The sound of a way can bury all senses if you are actually swimming, though the sound of a wave can put you to sleep as well. Love can do that as well, and love can be seen from miles away, by the way you look or feel, or sense somebody. When you sit down by yourself, and look up or out at something, and you think about that somebody, then you take a deep breathe, and somehow, the person you are thinking about, will stop what they are doing, and think about you, and what you are doing as well, then they will also take that deep breathe.
The look up at the sky on a night where everything falls onto your mental plate in the some of a few minutes, you take what you can and hold the rest in the palm of your hands, trying to cope with it all and you struggle not to let go. Calm and steady, you are now gliding, down a path that you weren’t looking for, her eyes trusted by something magical at you, then the smell the unique and only steady look, that looked back at you on a quiet cold night.. and the only hint of noise was gleaming from a bring moon shining upon the both of you. I can only think of one thin and it’s the patience that is stirring my emotions.
Warming to an unfamiliarly silence, maybe comfortable, maybe unnoticeable, though calm, and for once sturdy. Not something I can actually consider holding back for, something I know I want to go with, making sure my heart isn’t out there to be hurt this time, I want to make sure that this is something that my heart is worth beating for. To know the light that gleams at the end of the hallway, and to actually be familiar with it, is unspeakable, but to know what’s actually on the other side of that and beyond is remorseful, you’ve been down this path more than once and yet you seem to fall victim every time like you’ve never done this before and everything is going to be alright.
A for of redemption possibly, maybe the mental stability, finally the one to walk the street with on a cold, cozy fall dusk. Watching as leaves fall around you, looking up to the faint sunny blue sky, as the street lights begin to flicker, and the steam from a chimney above on the house around you forms. The cool breeze, though bundled up walking next to the one you are with, then you look at her and a smile says a million things and fills a million emotions.

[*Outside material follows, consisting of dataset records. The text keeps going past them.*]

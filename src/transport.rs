//! Transport collaborator: name resolution and stream establishment.
//!
//! Sessions never touch sockets directly. They ask a [`Connector`] to resolve
//! the host and open a byte stream, which keeps the session state machine
//! independent of TCP (tests plug in in-memory duplex pipes).

use async_trait::async_trait;
use hickory_resolver::TokioResolver;
use hickory_resolver::config::ResolverConfig;
use hickory_resolver::name_server::TokioConnectionProvider;
use std::io;
use std::net::{IpAddr, SocketAddr};
use tokio::io::{AsyncRead, AsyncWrite};
use tokio::net::TcpStream;
use tracing::{debug, warn};

/// Any bidirectional byte stream a session can run over.
pub trait AsyncStream: AsyncRead + AsyncWrite + Send + Unpin {}

impl<T: AsyncRead + AsyncWrite + Send + Unpin> AsyncStream for T {}

/// Type-erased connection stream.
pub type BoxedStream = Box<dyn AsyncStream>;

/// Resolves hosts and opens streams for sessions.
#[async_trait]
pub trait Connector: Send + Sync {
    /// Resolve `host` to candidate socket addresses.
    async fn resolve(&self, host: &str, port: u16) -> io::Result<Vec<SocketAddr>>;

    /// Connect to the first reachable address.
    async fn connect(&self, addrs: &[SocketAddr]) -> io::Result<BoxedStream>;
}

/// Plain TCP connector using hickory for DNS.
pub struct TcpConnector {
    resolver: TokioResolver,
}

impl Default for TcpConnector {
    fn default() -> Self {
        Self::new()
    }
}

impl TcpConnector {
    /// Create a connector using the system resolver configuration.
    pub fn new() -> Self {
        // Try system config, fall back to defaults
        let resolver = TokioResolver::builder_tokio()
            .map(|b| b.build())
            .unwrap_or_else(|_| {
                TokioResolver::builder_with_config(
                    ResolverConfig::default(),
                    TokioConnectionProvider::default(),
                )
                .build()
            });

        Self { resolver }
    }
}

#[async_trait]
impl Connector for TcpConnector {
    async fn resolve(&self, host: &str, port: u16) -> io::Result<Vec<SocketAddr>> {
        if let Ok(ip) = host.parse::<IpAddr>() {
            return Ok(vec![SocketAddr::new(ip, port)]);
        }

        match self.resolver.lookup_ip(host).await {
            Ok(lookup) => {
                let addrs: Vec<SocketAddr> =
                    lookup.iter().map(|ip| SocketAddr::new(ip, port)).collect();
                debug!(host = %host, count = addrs.len(), "resolved host");
                if addrs.is_empty() {
                    Err(io::Error::new(
                        io::ErrorKind::NotFound,
                        format!("no addresses for {host}"),
                    ))
                } else {
                    Ok(addrs)
                }
            }
            Err(e) => {
                // hosts-file names and other local aliases
                warn!(host = %host, error = %e, "DNS lookup failed, trying system resolver");
                let addrs: Vec<SocketAddr> = tokio::net::lookup_host((host, port)).await?.collect();
                if addrs.is_empty() {
                    Err(io::Error::new(io::ErrorKind::NotFound, e))
                } else {
                    Ok(addrs)
                }
            }
        }
    }

    async fn connect(&self, addrs: &[SocketAddr]) -> io::Result<BoxedStream> {
        let mut last_error = None;
        for addr in addrs {
            match TcpStream::connect(addr).await {
                Ok(stream) => {
                    stream.set_nodelay(true)?;
                    debug!(addr = %addr, "connected");
                    return Ok(Box::new(stream));
                }
                Err(e) => {
                    debug!(addr = %addr, error = %e, "connect attempt failed");
                    last_error = Some(e);
                }
            }
        }

        Err(last_error.unwrap_or_else(|| {
            io::Error::new(io::ErrorKind::AddrNotAvailable, "no addresses to connect to")
        }))
    }
}
//! Configuration validation.
//!
//! Validates configuration at startup to catch common errors early.

use super::Config;
use thiserror::Error;

/// Smallest usable line limit: a command keyword plus CR LF.
const MIN_LINE_LEN: usize = 16;

/// Validation errors for configuration.
#[derive(Debug, Error, PartialEq, Eq)]
pub enum ValidationError {
    #[error("server.host is required")]
    MissingHost,
    #[error("identity.nick is required")]
    MissingNick,
    #[error("identity.nick must not contain spaces, got '{0}'")]
    InvalidNick(String),
    #[error("session.max_line_len must be at least 16, got {0}")]
    LineLimitTooSmall(usize),
}

/// Validate a configuration, returning all errors found.
pub fn validate(config: &Config) -> Result<(), Vec<ValidationError>> {
    let mut errors = Vec::new();

    if config.server.host.trim().is_empty() {
        errors.push(ValidationError::MissingHost);
    }

    let nick = &config.identity.nick;
    if nick.is_empty() {
        errors.push(ValidationError::MissingNick);
    } else if nick.contains([' ', '\r', '\n']) {
        errors.push(ValidationError::InvalidNick(nick.clone()));
    }

    if config.session.max_line_len < MIN_LINE_LEN {
        errors.push(ValidationError::LineLimitTooSmall(
            config.session.max_line_len,
        ));
    }

    if errors.is_empty() {
        Ok(())
    } else {
        Err(errors)
    }
}

#[cfg(test)]
mod tests {
    use super::*;

    fn config(host: &str, nick: &str, max_line_len: usize) -> Config {
        let mut config: Config = toml::from_str(&format!(
            "[server]\nhost = \"{host}\"\n[identity]\nnick = \"{nick}\""
        ))
        .unwrap();
        config.session.max_line_len = max_line_len;
        config
    }

    #[test]
    fn test_valid() {
        assert_eq!(validate(&config("irc.example.net", "bot", 512)), Ok(()));
    }

    #[test]
    fn test_collects_all_errors() {
        let errors = validate(&config("", "", 8)).unwrap_err();
        assert_eq!(
            errors,
            vec![
                ValidationError::MissingHost,
                ValidationError::MissingNick,
                ValidationError::LineLimitTooSmall(8),
            ]
        );
    }

    #[test]
    fn test_nick_with_space() {
        let errors = validate(&config("h", "two words", 512)).unwrap_err();
        assert_eq!(errors, vec![ValidationError::InvalidNick("two words".into())]);
    }
}
//! Ordered, concurrently mutable plugin collection.

use parking_lot::Mutex;
use std::sync::Arc;
use std::sync::atomic::{AtomicU64, Ordering};

use super::Plugin;

/// Opaque handle returned by [`PluginRegistry::add`], used to remove the
/// plugin again.
#[derive(Clone, Copy, Debug, PartialEq, Eq, Hash)]
pub struct PluginHandle(u64);

/// Plugins in insertion order.
///
/// Registries may be mutated from any thread while events are being
/// dispatched. Dispatch iterates over a snapshot taken under the lock and
/// invokes callbacks with the lock released, so a callback may itself add or
/// remove plugins. The consequence is that a plugin removed while a dispatch
/// is iterating may still receive that one dispatch.
#[derive(Default)]
pub struct PluginRegistry {
    next_id: AtomicU64,
    plugins: Mutex<Vec<(PluginHandle, Arc<dyn Plugin>)>>,
}

impl PluginRegistry {
    /// An empty registry.
    pub fn new() -> Self {
        Self::default()
    }

    /// Append a plugin; it sees every event dispatched after this returns.
    pub fn add(&self, plugin: Arc<dyn Plugin>) -> PluginHandle {
        let handle = PluginHandle(self.next_id.fetch_add(1, Ordering::Relaxed));
        self.plugins.lock().push((handle, plugin));
        handle
    }

    /// Remove a plugin. Returns false if the handle was not registered.
    pub fn remove(&self, handle: PluginHandle) -> bool {
        let mut plugins = self.plugins.lock();
        match plugins.iter().position(|(h, _)| *h == handle) {
            Some(index) => {
                plugins.remove(index);
                true
            }
            None => false,
        }
    }

    /// Invoke `f` on every plugin, in insertion order.
    pub fn for_each(&self, mut f: impl FnMut(&dyn Plugin)) {
        for plugin in self.snapshot() {
            f(plugin.as_ref());
        }
    }

    /// Clone out the current plugin list.
    pub fn snapshot(&self) -> Vec<Arc<dyn Plugin>> {
        self.plugins
            .lock()
            .iter()
            .map(|(_, plugin)| Arc::clone(plugin))
            .collect()
    }

    /// Number of registered plugins.
    pub fn len(&self) -> usize {
        self.plugins.lock().len()
    }

    /// True when no plugin is registered.
    pub fn is_empty(&self) -> bool {
        self.plugins.lock().is_empty()
    }
}
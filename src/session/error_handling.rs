//! Error handling utilities for session transport management.

use std::io;

use crate::error::ReadFailure;

/// Classify a transport read error into a read outcome.
///
/// An EOF surfacing as an error (a peer that vanished mid-line) is an orderly
/// remote close; anything else is a transport fault.
pub(super) fn classify_read_error(e: io::Error) -> ReadFailure {
    match e.kind() {
        io::ErrorKind::UnexpectedEof => ReadFailure::RemoteClosed,
        _ => ReadFailure::TransportFault(e),
    }
}
//! Event delivery to plugin registries.
//!
//! Every event goes to the service-scoped plugins first, then to the
//! session-scoped plugins, each registry in insertion order. Delivery is
//! synchronous. A callback that panics is logged and skipped; it does not
//! take the session down.

use serde::Deserialize;
use slirc_proto::{Command, Message};
use std::panic::{self, AssertUnwindSafe};
use tracing::{error, trace};

use crate::error::SessionError;
use crate::plugin::{EventKind, Plugin};
use crate::session::Session;
use crate::telemetry::spans;

/// How the lines of one session are handed to plugins.
#[derive(Clone, Copy, Debug, Default, PartialEq, Eq, Deserialize)]
#[serde(rename_all = "lowercase")]
pub enum DispatchOrder {
    /// One dispatch task per session consumes lines in arrival order. The
    /// disconnect event fires after every received line was dispatched.
    #[default]
    Ordered,
    /// One task per line. Lines may be dispatched out of order.
    Concurrent,
}

enum Event<'a> {
    Connect,
    Message(&'a Message),
    Disconnect,
    Fault(&'a SessionError),
}

impl Event<'_> {
    fn kind(&self) -> EventKind {
        match self {
            Event::Connect => EventKind::Connect,
            Event::Message(message) => EventKind::of(&message.command),
            Event::Disconnect => EventKind::Disconnect,
            Event::Fault(_) => EventKind::Fault,
        }
    }
}

/// Deliver a received message.
pub fn dispatch(session: &Session, message: &Message) {
    deliver(session, Event::Message(message));
}

pub(crate) fn connect(session: &Session) {
    deliver(session, Event::Connect);
}

pub(crate) fn disconnect(session: &Session) {
    deliver(session, Event::Disconnect);
}

pub(crate) fn fault(session: &Session, error: &SessionError) {
    deliver(session, Event::Fault(error));
}

fn deliver(session: &Session, event: Event<'_>) {
    let kind = event.kind();
    let _span = spans::dispatch(kind).entered();

    let service_plugins = session.service().plugins().snapshot();
    let session_plugins = session.plugins().snapshot();
    trace!(
        service = service_plugins.len(),
        session = session_plugins.len(),
        "delivering"
    );

    for plugin in service_plugins.iter().chain(session_plugins.iter()) {
        let outcome = panic::catch_unwind(AssertUnwindSafe(|| {
            invoke(plugin.as_ref(), session, &event);
        }));
        if outcome.is_err() {
            error!(event = %kind, "plugin callback panicked");
        }
    }
}

fn invoke(plugin: &dyn Plugin, session: &Session, event: &Event<'_>) {
    match *event {
        Event::Connect => plugin.on_connect(session),
        Event::Disconnect => plugin.on_disconnect(session),
        Event::Fault(error) => plugin.on_fault(session, error),
        Event::Message(message) => match &message.command {
            Command::Welcome => plugin.on_welcome(session, message),
            Command::Ping => plugin.on_ping(session, message),
            Command::Pong => plugin.on_pong(session, message),
            Command::Privmsg => plugin.on_privmsg(session, message),
            Command::Notice => plugin.on_notice(session, message),
            Command::Error => plugin.on_error(session, message),
            Command::Quit => plugin.on_quit(session, message),
            Command::Unknown(raw) => plugin.on_unknown(session, raw, message),
        },
    }
}
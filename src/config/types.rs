//! Core configuration types and loading.

use serde::Deserialize;
use std::path::Path;
use thiserror::Error;

use super::defaults::{default_max_line_len, default_port, default_realname, default_user};
use super::validation::{self, ValidationError};
use crate::dispatch::DispatchOrder;

/// Configuration errors.
#[derive(Debug, Error)]
pub enum ConfigError {
    #[error("failed to read config file: {0}")]
    Io(#[from] std::io::Error),
    #[error("failed to parse config: {0}")]
    Parse(#[from] toml::de::Error),
    #[error("invalid config: {}", join_errors(.0))]
    Invalid(Vec<ValidationError>),
}

fn join_errors(errors: &[ValidationError]) -> String {
    errors
        .iter()
        .map(ToString::to_string)
        .collect::<Vec<_>>()
        .join("; ")
}

/// Client configuration.
#[derive(Debug, Clone, Deserialize)]
pub struct Config {
    /// Server to connect to.
    pub server: ServerConfig,
    /// Who we are on the network.
    pub identity: IdentityConfig,
    /// Per-session behavior.
    #[serde(default)]
    pub session: SessionConfig,
    /// Runtime configuration.
    #[serde(default)]
    pub service: ServiceConfig,
    /// Demo bot behavior.
    #[serde(default)]
    pub bot: BotConfig,
}

impl Config {
    /// Load configuration from a TOML file.
    pub fn load<P: AsRef<Path>>(path: P) -> Result<Self, ConfigError> {
        let content = std::fs::read_to_string(path)?;
        let config: Config = toml::from_str(&content)?;
        Ok(config)
    }

    /// Check the configuration, collecting every problem found.
    pub fn validate(&self) -> Result<(), ConfigError> {
        validation::validate(self).map_err(ConfigError::Invalid)
    }
}

/// Remote server address.
#[derive(Debug, Clone, Deserialize)]
pub struct ServerConfig {
    /// Hostname or IP literal.
    pub host: String,
    /// TCP port (default: 6667).
    #[serde(default = "default_port")]
    pub port: u16,
}

/// Registration identity.
#[derive(Debug, Clone, Deserialize)]
pub struct IdentityConfig {
    /// Nickname.
    pub nick: String,
    /// Username sent with USER (default: "slirc").
    #[serde(default = "default_user")]
    pub user: String,
    /// Real name sent with USER.
    #[serde(default = "default_realname")]
    pub realname: String,
}

/// Session defaults applied to every session the service opens.
#[derive(Debug, Clone, Deserialize)]
pub struct SessionConfig {
    /// Whether lines of one session are dispatched in arrival order.
    #[serde(default)]
    pub dispatch_order: DispatchOrder,
    /// Longest accepted line in bytes, CR LF included (default: 512).
    #[serde(default = "default_max_line_len")]
    pub max_line_len: usize,
}

impl Default for SessionConfig {
    fn default() -> Self {
        Self {
            dispatch_order: DispatchOrder::default(),
            max_line_len: default_max_line_len(),
        }
    }
}

/// Runtime configuration.
#[derive(Debug, Clone, Default, Deserialize)]
pub struct ServiceConfig {
    /// Worker threads for the runtime; 0 runs everything on the calling
    /// thread (current-thread runtime).
    #[serde(default)]
    pub worker_threads: usize,
}

/// Demo bot configuration.
#[derive(Debug, Clone, Default, Deserialize)]
pub struct BotConfig {
    /// Channels to join after registration.
    #[serde(default)]
    pub channels: Vec<String>,
}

Candle lit, the one small light, so simple, yet you can be in a room, it can be lit with all of the lights off, and it then becomes the center of attention, grabs hold of you and you look at it, knowing what it is, but not letting go, until it goes out. My world turning upside down, though still holding down everything, magically everything is set in place.
The touch of a hand, the scent of the smell, the look from the curious, the hint from your conscious, sets you in tone, and can guide you to an inevitable bliss of happiness and sorrow.